Judulnya sih ngeri, tapi sebenarnya di sini penulis ingin menulis sebuah opini mengenai peristiwa yang terjadi akhir-akhir ini (walaupun tidak terbaru juga).
Tulisan ini pernah disampaikan pada Diskusi Rumah Tjokro tanggal 30 Juni 2020, Rumah Tjokro sendiri merupakan suatu wadah diskusi yang mayoritas berisi mahasiswa FKIP UHAMKA. Diskusinya santai, tapi temanya berat-berat, salah satunya yang saya terima ketika berbicara tentang 'Penguasa Stand Up: Lelucon Serius Komedian'.
Pengantar
Bulan Juni 2020 bukanlah bulan 'romantis' seperti yang digambarkan dalam buku Sapardi Djoko Damono (2013).
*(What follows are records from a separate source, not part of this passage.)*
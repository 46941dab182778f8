use thiserror::Error;

/// 核心操作的错误分类，薄壳层按变体决定提示文案还是上报
#[derive(Debug, Error)]
pub enum CoreError {
    /// 输入或当前状态不满足操作前置条件
    #[error("校验失败: {0}")]
    Validation(String),

    /// 目标对象不存在（好友、饭局、订阅等）
    #[error("未找到: {0}")]
    NotFound(String),

    /// 重复添加或重复操作
    #[error("重复: {0}")]
    Duplicate(String),

    /// 操作对象指向了自己
    #[error("不能指向自己: {0}")]
    SelfReference(String),

    /// 存储或网络等远端读写失败
    #[error("远端操作失败: {0}")]
    Remote(#[from] anyhow::Error),
}

pub type CoreResult<T> = Result<T, CoreError>;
Pada bulan ini banyak kasus yang terjadi di Indonesia yang menjadi keprihatinan bersama sebagai sebuah bangsa. Penulis mencatat setidaknya ada dua kasus yang sebetulnya 'lucu' dari segi humor, namun menjadi serius ketika ada yang 'baper' dengan guyonan yang disampaikan oleh dua orang tersebut.
Kasus pertama terjadi pada komedian Bintang Emon yang mengunggah video guyonannya pada 12 Juni 2020 di akun media sosialnya, saat itu ia mengkritisi dengan gaya komedi satire terkait dengan sidang tuntutan kasus penyiraman air keras terhadap Novel Baswedan yang notabene merupakan penyidik KPK. Bahkan, di akhir video tersebut Bintang Emon sempat mengucap 'Lho kok ada tukang bakso?' yang merupakan guyonan untuk pihak berwajib yang 'menjaring' pihak 'oposisi'. Meskipun tidak 'dijaring' oleh pihak berwajib, namun Bintang Emon harus menelan pil pahit dituding menggunakan narkoba oleh beberapa pihak (Bernie, 2020; Indonesia, 2020).
Kasus kedua menimpa Ismail Ahmad yang merupakan warga Kepulauan Sula, Maluku Utara yang mengunggah guyonannya Gus Dur mengenai 'Tiga Polisi Jujur' di akun media sosialnya. Waktu kasus ini berbarengan dengan kasus Bintang Emon, yakni 12 Juni 2020. Kasus ini menjadi menarik, karena Ismail Ahmad hanya mengutip guyonan Gus Dur, bukan memproduksi gagasannya mengenai guyonan tersebut. Namun, berbeda dengan Bintang Emon, ia harus berurusan dengan pihak berwajib. Jalan keluar dari kasus ini adalah Ismail Ahmad menyampaikan permohonan maaf ke media massa (D. Prabowo, 2020).
Kedua kasus tersebut memperlihatkan bahwa komedi yang seharusnya membuat pembaca, pendengar, dan penontonnya tertawa gembira, malah membuat takut masyarakat awam yang ingin menghibur. Bahkan, menurut Ellen Kusuma (dalam Indonesia, 2020) kasus Bintang Emon menunjukkan bahwa "situasi demokrasi dan kebebasan berekspresi di Indonesia yang sangat darurat".
Senada dengan Kusuma, Alissa Wahid (dalam H. Prabowo, 2020) mengatakan bahwa kasus Ismail Ahmad sebagai "intimidasi institusi negara terhadap warga". Apakah Indonesia darurat komedi? Apakah memang sebenarnya komedi bisa dijadikan sebagai media kritik yang membuat beberapa orang 'gerah' dengan komedi tersebut? Penulis mencoba membedah hal tersebut.
Komedi merupakan salah satu bentuk seni yang digunakan sebagai bentuk hiburan. Di Indonesia sendiri, komedi menjadi bagian dari kesenian rakyat dengan beraneka ragam jenisnya, yakni ludruk, ketoprak, lenong, dan wayang (Nastiti, 2014). Karena bersifat menghibur, komedi dapat juga menyelipkan pesan-pesan sosial atau moral dalam setiap pertunjukannya. Maka, komedi dapat juga dijadikan sebagai media kritik, baik itu sosial maupun politik dengan gaya khasnya yang menyindir sesuatu, tanpa harus membuat yang dikritik 'baper'. Karena, berbeda dengan demonstrasi yang bersifat mengundang massa banyak dan penyampaiannya yang lugas, komedi tidak perlu mengundang massa yang banyak dan dalam penyampaiannya bersifat 'santai'. Namun, dalam sejarahnya, komedi sebagai media kritik ini berujung pada 'baper'nya pihak-pihak yang tidak suka terhadap kritikan tersebut.